В подавляющем большинстве случаев катаральному стоматиту сопутствовала обложенность языка. Чёткие «отпечатки» зубов видны на его боковых поверхностях и кончике, а также на щеках по линии смыкания моляров. Наличие большой складки по линии смыкания зубов указывало на отёк слизистой. Отмечались изменения сосочков языка, его окраски. Язык был ярко — красного цвета, отёчен, рельеф его сглажен, в первые дни болезни обильно покрыт густым беловато — серым налётом. Сглаженность
сосочков чаще наблюдалась в центральной части языка, в то время как наиболее значительные десквамативные изменения выявлены на боковых поверхностях и кончике языка, что анатомически соответствует ветвям языкоглоточного нерва. Разрастание нитевидных сосочков в сочетании с процессом десквамации и обилием микробной флоры образует густой налёт на поверхности языка. Очаговая десквамация эпителия дорсальной поверхности языка наблюдалась у 19 пациентов (48,7%).
Со второй недели заболевания отмечалось формирование афт на слизистой рта у 11 больных (28,2%). Единичные или множественные афты круглой или овальной формы с венчиком гиперемии, покрытые фибринозным налетом, преимущественно локализовались на слизистой оболочке нижней губы ближе к переходной складке и на языке в его передней трети и боковых поверхностях.

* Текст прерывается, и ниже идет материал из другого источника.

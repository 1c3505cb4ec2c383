use core::fmt;

use q931_core::{BitBuffer, IeParseErr, expect_ext};

use crate::enums::{coding_standard::CodingStandard, location::Location, progress_description::ProgressDescription};

/// Q.931 4.5.23 Progress indicator
#[derive(Debug, Clone, Copy, PartialEq, Eq)]
pub struct ProgressIndicator {
    pub coding_standard: CodingStandard,
    pub location: Location,
    pub description: ProgressDescription,
}

impl ProgressIndicator {
    pub fn new(location: Location, description: ProgressDescription) -> Self {
        ProgressIndicator { coding_standard: CodingStandard::Ccitt, location, description }
    }

    pub fn from_bitbuf(buffer: &mut BitBuffer) -> Result<Self, IeParseErr> {
        // Octet 3
        let ext_3 = buffer.read_field(1, "ext_3")?;
        expect_ext!(ext_3, 1, "octet 3")?;
        let val = buffer.read_field(2, "coding_standard")?;
        let coding_standard = CodingStandard::try_from(val).map_err(|_| IeParseErr::InvalidValue { field: "coding_standard", value: val })?;
        buffer.read_field(1, "spare")?;
        let val = buffer.read_field(4, "location")?;
        let location = Location::try_from(val).map_err(|_| IeParseErr::InvalidValue { field: "location", value: val })?;

        // Octet 4
        let ext_4 = buffer.read_field(1, "ext_4")?;
        expect_ext!(ext_4, 1, "octet 4")?;
        let val = buffer.read_field(7, "progress_description")?;
        let description = ProgressDescription::try_from(val).map_err(|_| IeParseErr::InvalidValue { field: "progress_description", value: val })?;

        Ok(ProgressIndicator { coding_standard, location, description })
    }

    pub fn to_bitbuf(&self, buffer: &mut BitBuffer) -> Result<(), IeParseErr> {
        buffer.write_bits(1, 1);
        buffer.write_bits(self.coding_standard.into_raw(), 2);
        buffer.write_bits(0, 1);
        buffer.write_bits(self.location.into_raw(), 4);
        buffer.write_bits(1, 1);
        buffer.write_bits(self.description.into_raw(), 7);
        Ok(())
    }
}

impl fmt::Display for ProgressIndicator {
    fn fmt(&self, f: &mut fmt::Formatter) -> fmt::Result {
        write!(f, "ProgressIndicator {{ location: {} description: {} }}", self.location, self.description)
    }
}
//! Called, calling, connected and redirecting number elements.
//! All four share the layout in `fields::party_number` and differ only in the optional octets they allow.

use core::fmt;

use q931_core::{BitBuffer, IeParseErr};

use crate::fields::party_number::{NumberLayout, PartyNumber};

macro_rules! party_number_ie {
    ($(#[$doc:meta])* $name:ident, $layout:expr) => {
        $(#[$doc])*
        #[derive(Debug, Clone, PartialEq, Eq)]
        pub struct $name(pub PartyNumber);

        impl $name {
            pub fn from_bitbuf(buffer: &mut BitBuffer) -> Result<Self, IeParseErr> {
                Ok($name(PartyNumber::from_bitbuf(buffer, $layout)?))
            }

            pub fn to_bitbuf(&self, buffer: &mut BitBuffer) -> Result<(), IeParseErr> {
                self.0.to_bitbuf(buffer, $layout)
            }

            pub fn digits(&self) -> &str {
                &self.0.digits
            }
        }

        impl fmt::Display for $name {
            fn fmt(&self, f: &mut fmt::Formatter) -> fmt::Result {
                write!(f, "{} {{ {} }}", stringify!($name), self.0)
            }
        }
    };
}

party_number_ie!(
    /// Q.931 4.5.8 Called party number
    CalledPartyNumber,
    NumberLayout::Plain
);
party_number_ie!(
    /// Q.931 4.5.10 Calling party number
    CallingPartyNumber,
    NumberLayout::WithPresentation
);
party_number_ie!(
    /// Q.951 Connected number
    ConnectedNumber,
    NumberLayout::WithPresentation
);
party_number_ie!(
    /// Q.952 Redirecting number
    RedirectingNumber,
    NumberLayout::WithRedirection
);

#[cfg(test)]
mod tests {
    use super::*;

    #[test]
    fn test_called_vs_calling_layout() {
        // Octet 3 with ext=0 is only legal where octet 3a exists
        let bytes = hex::decode("0180313233").unwrap();
        let mut buf = BitBuffer::from_bytes(&bytes);
        assert!(CalledPartyNumber::from_bitbuf(&mut buf).is_err());
        let mut buf = BitBuffer::from_bytes(&bytes);
        let calling = CallingPartyNumber::from_bitbuf(&mut buf).unwrap();
        assert_eq!(calling.digits(), "123");
        assert_eq!(calling.to_string(), "CallingPartyNumber { Unknown Isdn \"123\" Allowed UserProvidedNotScreened }");
    }
}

На гиперемированном фоне встречались отдельные участки слизистой, покрытые белым, «творожистым» налётом, который легко снимался при поскабливании. Слизистая оболочка истончена, иногда мацерирована. Процесс ограничивался образованием на отдельных участках СОПР множественных язвочек, покрытых сероватым налетом. У 2-х эрозии локализовались на боковых поверхностях языка и у 2 — х под языком в области уздечки. Эрозии на языке были единичными, имели неровные, подрытые края и углубленное (особенно под языком) дно, покрытые тонким слоем беловатого налёта. Кандидоз слизистой оболочки полости рта у больных острой дизентерией проявлялся поражением углов рта (9 чел.), языка (10 чел.), слизистой щёк (10 чел.).
У больных с тяжёлым течением острой дизентерии симптомы поражения слизистой оболочки полости рта были ещё более выражены. По линии смыкания зубов имелись кровоизлияния от прикусывания отёчной слизистой оболочки; отёчный язык имел «фестончатый край» от отпечатков зубов, слизистая гиперемирована или цианотична, наблюдалась кровоточивость десен от малейшего прикосновения. Тонус языка снижен.
При угасании общеклинических проявлений дизентерии герпетические поражения сохранялись и у некоторых пациентов имели тенденцию к нарастанию. Герпетический стоматит сопровождался регионарным лимфаденитом.
Патологические изменения более часто встречались у больных с тяжёлым течением острой дизентерии Зонне и достигали максимального развития у всех больных с дизентерией Флекснера. Они сохранялись до 14 - 20 дня от начала болезни, когда общие клинические проявления дизентерии уже прекратились. Наряду с этим, у 26 больных обнаружены обильные мягкие зубные отложения и зубной камень, особенно на зубах нижней челюсти.